» **Problem to work on**
Write out every entry in full. Leave nothing out.

» **Data records**
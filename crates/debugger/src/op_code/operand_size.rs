//! Operand size information for unit opcodes.

/// Describes how many operand bytes follow an opcode.
///
/// An opcode either carries a fixed number of operand bytes, or a
/// little-endian length prefix followed by that many payload bytes.
#[derive(Debug, Clone, Copy, PartialEq, Eq)]
pub struct OperandSize {
    /// The size of the operand, if fixed
    size: usize,

    /// The size of the length prefix, if variable
    size_prefix: usize,
}

impl OperandSize {
    /// An opcode without operands.
    pub const NONE: Self = Self {
        size: 0,
        size_prefix: 0,
    };

    /// Creates a new operand size with a fixed size.
    ///
    /// # Arguments
    ///
    /// * `size` - The number of operand bytes
    ///
    /// # Returns
    ///
    /// A new OperandSize with the specified fixed size
    pub const fn fixed(size: usize) -> Self {
        Self {
            size,
            size_prefix: 0,
        }
    }

    /// Creates a new operand size with a length prefix.
    ///
    /// # Arguments
    ///
    /// * `size_prefix` - The number of bytes in the length prefix
    ///
    /// # Returns
    ///
    /// A new OperandSize whose payload length is read from the code
    pub const fn prefix(size_prefix: usize) -> Self {
        Self {
            size: 0,
            size_prefix,
        }
    }

    /// Gets the fixed size of the operand.
    pub fn size(&self) -> usize {
        self.size
    }

    /// Gets the size of the length prefix.
    pub fn size_prefix(&self) -> usize {
        self.size_prefix
    }

    /// Checks if the operand has a fixed size.
    pub fn has_fixed_size(&self) -> bool {
        self.size > 0
    }

    /// Checks if the operand has a length prefix.
    pub fn has_size_prefix(&self) -> bool {
        self.size_prefix > 0
    }

    /// Computes the full operand length of an instruction.
    ///
    /// # Arguments
    ///
    /// * `operands` - The code bytes following the opcode
    ///
    /// # Returns
    ///
    /// The number of operand bytes, including the length prefix, or `None`
    /// if the code ends before the operand does
    pub fn operand_len(&self, operands: &[u8]) -> Option<usize> {
        if !self.has_size_prefix() {
            return (operands.len() >= self.size).then_some(self.size);
        }

        let prefix = operands.get(..self.size_prefix)?;
        let payload = prefix
            .iter()
            .rev()
            .fold(0usize, |acc, byte| (acc << 8) | *byte as usize);
        let total = self.size_prefix + payload;
        (operands.len() >= total).then_some(total)
    }
}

» **Completed task**
filename crates/debugger/src/op_code/operand_size.rs
//! Operand size information for unit opcodes.

/// Describes how many operand bytes follow an opcode.
///
/// An opcode either carries a fixed number of operand bytes, or a
/// little-endian length prefix followed by that many payload bytes.
#[derive(Debug, Clone, Copy, PartialEq, Eq)]
pub struct OperandSize {
    /// The size of the operand, if fixed
    size: usize,

    /// The size of the length prefix, if variable
    size_prefix: usize,
}

impl OperandSize {
    /// An opcode without operands.
    pub const NONE: Self = Self {
        size: 0,
        size_prefix: 0,
    };

    /// Creates a new operand size with a fixed size.
    ///
    /// # Arguments
    ///
    /// * `size` - The number of operand bytes
    ///
    /// # Returns
    ///
    /// A new OperandSize with the specified fixed size
    pub const fn fixed(size: usize) -> Self {
        Self {
            size,
            size_prefix: 0,
        }
    }

    /// Creates a new operand size with a length prefix.
    ///
    /// # Arguments
    ///
    /// * `size_prefix` - The number of bytes in the length prefix
    ///
    /// # Returns
    ///
    /// A new OperandSize whose payload length is read from the code
    pub const fn prefix(size_prefix: usize) -> Self {
        Self {
            size: 0,
            size_prefix,
        }
    }

    /// Gets the fixed size of the operand.
    pub fn size(&self) -> usize {
        self.size
    }

    /// Gets the size of the length prefix.
    pub fn size_prefix(&self) -> usize {
        self.size_prefix
    }

    /// Checks if the operand has a fixed size.
    pub fn has_fixed_size(&self) -> bool {
        self.size > 0
    }

    /// Checks if the operand has a length prefix.
    pub fn has_size_prefix(&self) -> bool {
        self.size_prefix > 0
    }

    /// Computes the full operand length of an instruction.
    ///
    /// # Arguments
    ///
    /// * `operands` - The code bytes following the opcode
    ///
    /// # Returns
    ///
    /// The number of operand bytes, including the length prefix, or `None`
    /// if the code ends before the operand does
    pub fn operand_len(&self, operands: &[u8]) -> Option<usize> {
        if !self.has_size_prefix() {
            return (operands.len() >= self.size).then_some(self.size);
        }

        let prefix = operands.get(..self.size_prefix)?;
        let payload = prefix
            .iter()
            .rev()
            .fold(0usize, |acc, byte| (acc << 8) | *byte as usize);
        let total = self.size_prefix + payload;
        (operands.len() >= total).then_some(total)
    }
}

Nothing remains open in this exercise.